白髪染めの安全性

市販されている家庭用の白髪染めは、美容院でするよりも安くできるので人気で手軽ですが、安全性については注意が必要です。白髪染めを使ったことのある方はご存知だと思いますが、白髪染めの薬剤は強烈な匂いがしますから、刺激の強い成分が入っていることは容易に想像できます。白髪染めの薬剤には、パラフェニレンジアミンやアルコールなどといった強い刺激性のある成分が配合されています。アレルギーのある人や肌の弱い人が使用すると、頭皮がかぶれたり痒くなったり、ひどい場合は目の痛みや呼吸困難など、危険なトラブルを引き起こすことがあります。また、肌トラブルだけでなく、薬剤が皮膚から体内に吸収されてしまう危険性もあるといわれています。
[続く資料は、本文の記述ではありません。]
use axum::{
    extract::{rejection::JsonRejection, State},
    http::HeaderMap,
    Json,
};

use velocity_types::{AccountResponse, LoginRequest, LoginResponse, SuccessResponse};

use super::{ApiError, ApiResult};
use crate::access::{require_profile, session_token};
use crate::db::repositories::ProfileRepository;
use crate::state::AppState;

/// POST /auth/login - Sign in by email, creating a free profile on first sight
///
/// Only served when `auth.email_login` is enabled.
pub async fn login(
    State(state): State<AppState>,
    payload: Result<Json<LoginRequest>, JsonRejection>,
) -> ApiResult<Json<LoginResponse>> {
    if !state.settings.auth.email_login {
        tracing::warn!("Rejected email login: EMAIL_LOGIN is disabled");
        return Err(ApiError::Forbidden("Email login is disabled".to_string()));
    }

    let email = payload
        .ok()
        .map(|Json(req)| req.email.trim().to_string())
        .filter(|email| !email.is_empty() && email.contains('@'))
        .ok_or_else(|| ApiError::BadRequest("Invalid email".to_string()))?;

    let repo = ProfileRepository::new(state.db.pool.clone());
    let profile = repo.get_or_create(&email)?;

    let session_token = state.session_manager.create_session(profile.id)?;
    let is_admin = state.settings.is_admin_email(&profile.email);

    Ok(Json(LoginResponse {
        profile,
        session_token,
        is_admin,
    }))
}

/// POST /auth/logout - End the session in `X-Session-Token`
pub async fn logout(
    State(state): State<AppState>,
    headers: HeaderMap,
) -> ApiResult<Json<SuccessResponse>> {
    let token = session_token(&headers).ok_or_else(ApiError::unauthorized)?;
    state.session_manager.delete_session(token)?;

    Ok(Json(SuccessResponse { success: true }))
}

/// GET /auth/me - Current profile with its plan
pub async fn me(
    State(state): State<AppState>,
    headers: HeaderMap,
) -> ApiResult<Json<AccountResponse>> {
    let (profile, is_admin) = require_profile(&state, &headers)?;
    let tier = profile.subscription_tier;

    Ok(Json(AccountResponse {
        profile,
        is_admin,
        features: tier.features(),
        plan: tier.details(),
    }))
}
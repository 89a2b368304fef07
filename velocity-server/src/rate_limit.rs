use axum::{
    extract::Request,
    middleware::Next,
    response::{IntoResponse, Response},
};
use std::collections::HashMap;
use std::sync::{Arc, Mutex};
use std::time::{Duration, Instant};

use crate::access::{bearer_token, session_token};
use crate::api::ApiError;

/// In-memory fixed-window rate limiter keyed by session token or API key
#[derive(Clone)]
pub struct RateLimiter {
    // key -> (request_count, window_start)
    state: Arc<Mutex<HashMap<String, (u32, Instant)>>>,
    max_requests: u32,
    window_duration: Duration,
}

impl RateLimiter {
    pub fn new(max_requests: u32, window_seconds: u64) -> Self {
        Self {
            state: Arc::new(Mutex::new(HashMap::new())),
            max_requests,
            window_duration: Duration::from_secs(window_seconds),
        }
    }

    /// Count a request against `key`, failing once the window is used up
    pub fn check_rate_limit(&self, key: &str) -> Result<(), String> {
        let mut state = self.state.lock().unwrap_or_else(|poisoned| poisoned.into_inner());
        let now = Instant::now();

        if state.len() > 10000 {
            state.retain(|_, (_, start)| now.duration_since(*start) < self.window_duration * 2);
        }

        match state.get_mut(key) {
            Some((count, window_start)) => {
                if now.duration_since(*window_start) < self.window_duration {
                    if *count >= self.max_requests {
                        let remaining = self.window_duration - now.duration_since(*window_start);
                        return Err(format!(
                            "Rate limit exceeded. Try again in {} seconds.",
                            remaining.as_secs()
                        ));
                    }
                    *count += 1;
                } else {
                    *window_start = now;
                    *count = 1;
                }
            }
            None => {
                state.insert(key.to_string(), (1, now));
            }
        }

        Ok(())
    }
}

/// Applies the limiter to requests carrying a session token or API key
pub async fn rate_limit_middleware(
    axum::Extension(limiter): axum::Extension<RateLimiter>,
    request: Request,
    next: Next,
) -> Response {
    let key = session_token(request.headers())
        .or_else(|| bearer_token(request.headers()))
        .map(str::to_string);

    if let Some(key) = key {
        if let Err(msg) = limiter.check_rate_limit(&key) {
            return ApiError::TooManyRequests(msg).into_response();
        }
    }

    next.run(request).await
}

#[cfg(test)]
mod tests {
    use super::*;

    #[test]
    fn test_limit_is_per_key() {
        let limiter = RateLimiter::new(2, 60);
        assert!(limiter.check_rate_limit("a").is_ok());
        assert!(limiter.check_rate_limit("a").is_ok());
        assert!(limiter.check_rate_limit("a").is_err());
        assert!(limiter.check_rate_limit("b").is_ok());
    }

    #[test]
    fn test_window_resets() {
        let limiter = RateLimiter::new(1, 0);
        assert!(limiter.check_rate_limit("a").is_ok());
        assert!(limiter.check_rate_limit("a").is_ok());
    }
}
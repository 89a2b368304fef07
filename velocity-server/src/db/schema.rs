/// SQL schema for the Velocity database
/// Creates all tables with proper constraints, foreign keys, and indexes
pub const SCHEMA: &str = r#"
-- Profiles: one row per authenticated account
CREATE TABLE IF NOT EXISTS profiles (
    id TEXT PRIMARY KEY,
    email TEXT UNIQUE NOT NULL COLLATE NOCASE,
    subscription_tier TEXT NOT NULL DEFAULT 'free'
        CHECK(subscription_tier IN ('free', 'pro', 'business')),
    billing_customer_id TEXT,
    api_key TEXT UNIQUE,
    created_at TEXT NOT NULL
);

-- Categories lookup table
CREATE TABLE IF NOT EXISTS categories (
    id INTEGER PRIMARY KEY AUTOINCREMENT,
    name TEXT NOT NULL,
    slug TEXT UNIQUE NOT NULL
);

-- Seeds: discovery keywords consumed by the external scraper
CREATE TABLE IF NOT EXISTS seeds (
    id INTEGER PRIMARY KEY AUTOINCREMENT,
    term TEXT UNIQUE NOT NULL COLLATE NOCASE,
    category_id INTEGER,
    is_active INTEGER NOT NULL DEFAULT 1,
    last_scraped_at TEXT,
    added_by_user_id TEXT,
    created_at TEXT NOT NULL,
    FOREIGN KEY (category_id) REFERENCES categories(id) ON DELETE SET NULL,
    FOREIGN KEY (added_by_user_id) REFERENCES profiles(id) ON DELETE CASCADE
);

CREATE INDEX IF NOT EXISTS idx_seeds_added_by ON seeds(added_by_user_id);
CREATE INDEX IF NOT EXISTS idx_seeds_created_at ON seeds(created_at DESC);

-- Trends produced by the scraping pipeline
CREATE TABLE IF NOT EXISTS trends (
    id INTEGER PRIMARY KEY AUTOINCREMENT,
    name TEXT NOT NULL,
    slug TEXT UNIQUE NOT NULL,
    description TEXT,
    category_id INTEGER,
    status TEXT NOT NULL DEFAULT 'discovered'
        CHECK(status IN ('discovered', 'regular', 'exploding', 'peaked')),
    current_volume INTEGER NOT NULL DEFAULT 0,
    growth_percentage REAL NOT NULL DEFAULT 0,
    source TEXT NOT NULL DEFAULT 'manual'
        CHECK(source IN ('manual', 'seed_expansion', 'user_request')),
    last_fetched_at TEXT,
    added_at TEXT NOT NULL,
    velocity_score INTEGER,
    forecast_status TEXT CHECK(forecast_status IN ('bullish', 'bearish', 'neutral')),
    prediction_confidence REAL,
    seed_id INTEGER,
    top_regions TEXT NOT NULL DEFAULT '[]',
    is_breakout INTEGER NOT NULL DEFAULT 0,
    FOREIGN KEY (category_id) REFERENCES categories(id) ON DELETE SET NULL,
    FOREIGN KEY (seed_id) REFERENCES seeds(id) ON DELETE SET NULL
);

CREATE INDEX IF NOT EXISTS idx_trends_status ON trends(status);
CREATE INDEX IF NOT EXISTS idx_trends_category ON trends(category_id);
CREATE INDEX IF NOT EXISTS idx_trends_seed ON trends(seed_id);
CREATE INDEX IF NOT EXISTS idx_trends_added_at ON trends(added_at DESC);

-- Append-only search volume history
CREATE TABLE IF NOT EXISTS trend_metrics (
    id INTEGER PRIMARY KEY AUTOINCREMENT,
    trend_id INTEGER NOT NULL,
    date TEXT NOT NULL,
    search_volume INTEGER NOT NULL,
    UNIQUE (trend_id, date),
    FOREIGN KEY (trend_id) REFERENCES trends(id) ON DELETE CASCADE
);

CREATE INDEX IF NOT EXISTS idx_trend_metrics_trend ON trend_metrics(trend_id, date);

-- Bookmarked trends per user
CREATE TABLE IF NOT EXISTS user_saved_trends (
    user_id TEXT NOT NULL,
    trend_id INTEGER NOT NULL,
    created_at TEXT NOT NULL,
    PRIMARY KEY (user_id, trend_id),
    FOREIGN KEY (user_id) REFERENCES profiles(id) ON DELETE CASCADE,
    FOREIGN KEY (trend_id) REFERENCES trends(id) ON DELETE CASCADE
);

-- Sessions for the thin login layer
CREATE TABLE IF NOT EXISTS sessions (
    token TEXT PRIMARY KEY,
    user_id TEXT NOT NULL,
    created_at TEXT NOT NULL,
    expires_at TEXT NOT NULL,
    FOREIGN KEY (user_id) REFERENCES profiles(id) ON DELETE CASCADE
);

CREATE INDEX IF NOT EXISTS idx_sessions_user_id ON sessions(user_id);
CREATE INDEX IF NOT EXISTS idx_sessions_expires_at ON sessions(expires_at);
"#;

/// Demo catalogue: categories, a profile per tier, trends and a couple of seeds.
/// Metrics are generated separately so their dates track the current month.
pub const DEMO_DATA: &str = r#"
INSERT OR IGNORE INTO categories (id, name, slug) VALUES
    (1, 'SaaS', 'saas'),
    (2, 'Health', 'health'),
    (3, 'Finance', 'finance'),
    (4, 'Consumer', 'consumer'),
    (5, 'AI & Tech', 'ai-tech'),
    (6, 'Crypto', 'crypto');

INSERT OR IGNORE INTO profiles (id, email, subscription_tier, created_at) VALUES
    ('550e8400-e29b-41d4-a716-446655440000', 'admin@velocity.com', 'business', strftime('%Y-%m-%dT%H:%M:%S.000000Z', 'now')),
    ('550e8400-e29b-41d4-a716-446655440001', 'demo@velocity.app', 'free', strftime('%Y-%m-%dT%H:%M:%S.000000Z', 'now')),
    ('550e8400-e29b-41d4-a716-446655440002', 'hunter@velocity.app', 'pro', strftime('%Y-%m-%dT%H:%M:%S.000000Z', 'now')),
    ('550e8400-e29b-41d4-a716-446655440003', 'empire@velocity.app', 'business', strftime('%Y-%m-%dT%H:%M:%S.000000Z', 'now'));

INSERT OR IGNORE INTO seeds (id, term, category_id, is_active, added_by_user_id, created_at) VALUES
    (1, 'Biohacking', 2, 1, NULL, strftime('%Y-%m-%dT%H:%M:%S.000000Z', 'now', '-30 days')),
    (2, 'Mechanical Keyboards', 4, 1, '550e8400-e29b-41d4-a716-446655440002', strftime('%Y-%m-%dT%H:%M:%S.000000Z', 'now', '-10 days'));

INSERT OR IGNORE INTO trends (id, name, slug, description, category_id, status, current_volume, growth_percentage, source, added_at, velocity_score, forecast_status, prediction_confidence, seed_id, top_regions, is_breakout) VALUES
    (1, 'AI Agents', 'ai-agents', 'Autonomous AI systems that can perform complex tasks independently', 5, 'exploding', 45200, 892, 'manual', strftime('%Y-%m-%dT%H:%M:%S.000000Z', 'now', '-1 days'), 95, 'bullish', 0.92, NULL, '["USA","CHN","GBR"]', 1),
    (2, 'Mushroom Coffee', 'mushroom-coffee', 'Coffee blended with functional mushrooms like lions mane and chaga', 2, 'exploding', 28400, 534, 'manual', strftime('%Y-%m-%dT%H:%M:%S.000000Z', 'now', '-2 days'), 87, 'bullish', 0.85, NULL, '["USA","CAN","AUS"]', 1),
    (3, 'Micro-SaaS', 'micro-saas', 'Small, profitable software businesses run by solo founders or tiny teams', 1, 'exploding', 18700, 412, 'manual', strftime('%Y-%m-%dT%H:%M:%S.000000Z', 'now', '-3 days'), 78, 'bullish', 0.81, NULL, '["USA","GBR","IND"]', 0),
    (4, 'Sleep Optimization', 'sleep-optimization', 'Tech and techniques for improving sleep quality and recovery', 2, 'exploding', 32100, 287, 'manual', strftime('%Y-%m-%dT%H:%M:%S.000000Z', 'now', '-4 days'), 72, 'bullish', 0.75, NULL, '["USA","GBR","DEU"]', 0),
    (5, 'Creator Economy Tools', 'creator-economy-tools', 'Software helping content creators monetize and manage their businesses', 1, 'exploding', 24500, 356, 'manual', strftime('%Y-%m-%dT%H:%M:%S.000000Z', 'now', '-5 days'), 76, 'bullish', 0.79, NULL, '["USA","GBR","CAN"]', 0),
    (6, 'Vertical SaaS', 'vertical-saas', 'Industry-specific software solutions for niche markets', 1, 'exploding', 15800, 245, 'manual', strftime('%Y-%m-%dT%H:%M:%S.000000Z', 'now', '-6 days'), 68, 'bullish', 0.72, NULL, '["USA","GBR","CAN"]', 0),
    (7, 'Cold Plunge', 'cold-plunge', 'Cold water immersion therapy for recovery and wellness', 2, 'peaked', 41200, 89, 'manual', strftime('%Y-%m-%dT%H:%M:%S.000000Z', 'now', '-7 days'), 45, 'neutral', 0.68, NULL, '["USA","GBR","CAN"]', 0),
    (8, 'BNPL Services', 'bnpl-services', 'Buy Now Pay Later financing options for consumer purchases', 3, 'regular', 67300, 45, 'manual', strftime('%Y-%m-%dT%H:%M:%S.000000Z', 'now', '-8 days'), 32, 'neutral', 0.55, NULL, '["USA","GBR","CAN"]', 0),
    (9, 'Electric Bikes', 'electric-bikes', 'Battery-powered bicycles for commuting and recreation', 4, 'regular', 89400, 67, 'manual', strftime('%Y-%m-%dT%H:%M:%S.000000Z', 'now', '-9 days'), 38, 'neutral', 0.62, NULL, '["USA","GBR","CAN"]', 0),
    (10, 'RAG Systems', 'rag-systems', 'Retrieval Augmented Generation for enhanced AI responses', 5, 'exploding', 12400, 1247, 'manual', strftime('%Y-%m-%dT%H:%M:%S.000000Z', 'now', '-10 days'), 98, 'bullish', 0.95, NULL, '["USA","GBR","CAN"]', 0),
    (11, 'Peptides', 'peptides', 'Short chains of amino acids used for health and performance', 2, 'exploding', 38900, 478, 'manual', strftime('%Y-%m-%dT%H:%M:%S.000000Z', 'now', '-11 days'), 84, 'bullish', 0.87, NULL, '["USA","GBR","CAN"]', 0),
    (12, 'Revenue Operations', 'revenue-operations', 'Unified approach to sales, marketing, and customer success', 1, 'exploding', 21300, 312, 'manual', strftime('%Y-%m-%dT%H:%M:%S.000000Z', 'now', '-12 days'), 74, 'bullish', 0.78, NULL, '["USA","GBR","CAN"]', 0),
    (13, 'Digital Twins', 'digital-twins', 'Virtual replicas of physical systems for simulation and analysis', 5, 'exploding', 16700, 234, 'manual', strftime('%Y-%m-%dT%H:%M:%S.000000Z', 'now', '-13 days'), 66, 'bullish', 0.71, NULL, '["USA","GBR","CAN"]', 0),
    (14, 'Fractional Executives', 'fractional-executives', 'Part-time C-level executives for growing companies', 1, 'exploding', 8900, 567, 'manual', strftime('%Y-%m-%dT%H:%M:%S.000000Z', 'now', '-14 days'), 82, 'bullish', 0.84, NULL, '["USA","GBR","CAN"]', 0),
    (15, 'Continuous Glucose Monitors', 'continuous-glucose-monitors', 'Wearable devices for real-time blood sugar tracking', 2, 'exploding', 29800, 389, 'manual', strftime('%Y-%m-%dT%H:%M:%S.000000Z', 'now', '-15 days'), 79, 'bullish', 0.82, NULL, '["USA","GBR","CAN"]', 0),
    (16, 'AI Companions', 'ai-companions', 'AI-powered virtual companions for conversation and support', 5, 'exploding', 34600, 723, 'manual', strftime('%Y-%m-%dT%H:%M:%S.000000Z', 'now', '-16 days'), 91, 'bullish', 0.89, NULL, '["USA","GBR","CAN"]', 0),
    (17, 'Embedded Finance', 'embedded-finance', 'Financial services integrated into non-financial platforms', 3, 'exploding', 11200, 298, 'manual', strftime('%Y-%m-%dT%H:%M:%S.000000Z', 'now', '-17 days'), 71, 'bullish', 0.76, NULL, '["USA","GBR","CAN"]', 0),
    (18, 'Red Light Therapy', 'red-light-therapy', 'Light therapy devices for skin health and recovery', 2, 'peaked', 52100, 124, 'manual', strftime('%Y-%m-%dT%H:%M:%S.000000Z', 'now', '-18 days'), 48, 'neutral', 0.65, NULL, '["USA","GBR","CAN"]', 0),
    (19, 'DeFi Yield', 'defi-yield', 'Decentralized finance protocols for earning passive income', 6, 'regular', 19800, -12, 'manual', strftime('%Y-%m-%dT%H:%M:%S.000000Z', 'now', '-19 days'), 18, 'bearish', 0.72, NULL, '["USA","GBR","CAN"]', 0),
    (20, 'Autonomous Vehicles', 'autonomous-vehicles', 'Self-driving cars and transportation technology', 5, 'regular', 78500, 34, 'manual', strftime('%Y-%m-%dT%H:%M:%S.000000Z', 'now', '-20 days'), 28, 'neutral', 0.58, NULL, '["USA","GBR","CAN"]', 0),
    (21, 'Nootropic Gummies', 'nootropic-gummies', NULL, 2, 'discovered', 900, 40, 'seed_expansion', strftime('%Y-%m-%dT%H:%M:%S.000000Z', 'now', '-2 days'), NULL, NULL, NULL, 1, '[]', 0),
    (22, 'Low Profile Switches', 'low-profile-switches', 'Slim mechanical key switches for laptops and travel boards', 4, 'regular', 6400, 156, 'seed_expansion', strftime('%Y-%m-%dT%H:%M:%S.000000Z', 'now', '-4 days'), 61, 'bullish', 0.7, 2, '["USA","JPN","KOR"]', 0);
"#;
これは、薬剤に含まれるジアミンなどの化学薬品が、皮膚に付着することにより、体に影響を与えてしまう可能性があるからです。発がん性や血液障害、肝臓障害や視力低下に影響するともいわれ、白髪染めの安全性については十分注意する必要があるでしょう。また、数ヶ月に1度の頻度で使用する方も多いでしょう。定期的に使用することにより、頭皮や毛髪を傷めることになりますので、なるべく刺激の少ないものを選ぶのが肝心といえます。


白髪染めの前にはパッチテスト

強いアレルギー症状を引き起こす可能性のある白髪染めをする前には、必ずパッチテストをしましょう。パッチテストとは、少量の薬剤を腕の内側などに塗布し、48時間放置して、トラブルが起きないかチェックするテストのことです。もしなにかしらの反応が出てしまったら、その薬剤を使用することはできません。いつも使っている白髪染めでも、その日の体調などによって反応が出ることがありますので、必ずパッチテストを行いましょう。


パッチテストで反応が出てしまったら

パッチテストでアレルギー反応や異常が出てしまったり、肌の弱い方の場合、天然由来成分配合の白髪染めを使うとよいでしょう。特に強いアレルギー反応が出なかったとしても、体への影響が優しいものを好む人や、なるべく髪を傷めたくないという方に、そうした自然派の白髪染めは人気です。ヘナやクチナシなどから作られた天然植物染料を使用したものがあります。